Goal
Identify and catalog datasets referenced in the top 20 high-impact analyses (by kg_impact_score),
creating datasets rows for new datasets and dataset_citations linking them to analyses.
This enriches the Atlas layer's dataset registry and enables dataset-level provenance tracking,
cross-analysis discovery, and future discovery dividend attribution.
Acceptance Criteria
☑ ≥15 analyses with linked datasets via dataset_citations
☑ ≥10 new dataset_citations rows created
☑ New dataset entries include name, description, source_url (in description), version, license
Approach
Query top 20 analyses by kg_impact_score (used as proxy for "high-impact" since citation_count column does not exist in analyses table)
Parse debate content (debate_rounds.content) and analysis questions for dataset names/URLs
Identify known neurodegeneration datasets: Allen Brain Atlas, SEA-AD, PPMI, HCP, AMP-AD, ENCODE, etc.
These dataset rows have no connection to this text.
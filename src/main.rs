use anyhow::Context;
use chrono::{Local, Utc};
use portfolio_engine::{
    config::Config, load_portfolio, CbrRateProvider, PortfolioReport, RateProvider,
    RateProviderChain,
};
use std::sync::Arc;

#[tokio::main]
async fn main() -> anyhow::Result<()> {
    // Initialize tracing
    tracing_subscriber::fmt()
        .with_env_filter(
            tracing_subscriber::EnvFilter::from_default_env()
                .add_directive(tracing_subscriber::filter::LevelFilter::INFO.into()),
        )
        .with_writer(std::io::stderr)
        .init();

    let config = Config::from_env().context("Configuration error")?;

    let portfolio = load_portfolio(&config.portfolio_path)?;

    let fallback = config.fallback_rates(Utc::now());
    let rates = if config.offline {
        tracing::info!("Offline mode, using fallback exchange rates");
        fallback
    } else {
        let providers: Vec<Arc<dyn RateProvider>> =
            vec![Arc::new(CbrRateProvider::new(config.cbr_rates_url.clone()))];
        RateProviderChain::new(providers, fallback)
            .fetch_rates_or_fallback()
            .await
    };

    let as_of = Local::now().date_naive();
    let report = PortfolioReport::build(&portfolio, &rates, as_of);
    tracing::info!(
        "Portfolio value {} {} as of {}",
        report.total_value.round_dp(2),
        report.reporting_currency,
        as_of
    );

    let json = serde_json::to_string_pretty(&report).context("Failed to serialize report")?;
    println!("{}", json);
    Ok(())
}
For each new dataset found, create a datasets row with id, name, title, description, license, storage_backend=remote
For each dataset-analysis pair, create a dataset_citations row linking them
Verify acceptance criteria: ≥15 analyses linked, ≥10 new citationsDependencies
None — uses existing datasets, dataset_citations, and analyses tables.
Dependents
- Future dataset quality scoring tasks can build on these citations
- Discovery dividend driver will back-propagate rewards to dataset authors when analyses validate
Work Log
2026-04-26 22:00 UTC — Slot 41 (claude-auto)
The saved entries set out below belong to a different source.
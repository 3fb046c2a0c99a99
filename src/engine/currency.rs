//! Conversion into the reporting currency.

use crate::domain::{Currency, Decimal, ExchangeRateSnapshot};

/// Convert `amount` denominated in `currency` into the reporting currency.
///
/// RUB passes through unchanged; USD and EUR are multiplied by the snapshot rate.
pub fn convert(amount: Decimal, currency: Currency, rates: &ExchangeRateSnapshot) -> Decimal {
    match currency {
        Currency::Rub => amount,
        Currency::Usd | Currency::Eur => amount * rates.rate_for(currency),
    }
}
- Read AGENTS.md and CLAUDE.md for context
- Investigated DB schema:
analyses has no citation_count column; used kg_impact_score as proxy
- Queried top 20 analyses by kg_impact_score (range: 651 down to 211)
- Found existing datasets (36): seaad-snRNAseq, seaad-spatial, abc-atlas-spatial, gmrepo-pd,
adni-longitudinal, adni-biomarker, gwas-catalog-ad, opentargets-ad, clinicaltrials-gov-ad,
rosmap-rnaseq, amp-ad-mayo, etc.
- Identified 17 new datasets to create by parsing analysis questions and debate content:
- allen-aging-mouse-brain (Allen Aging Mouse Brain Atlas)
- allen-neural-dynamics (Allen Institute Neural Dynamics)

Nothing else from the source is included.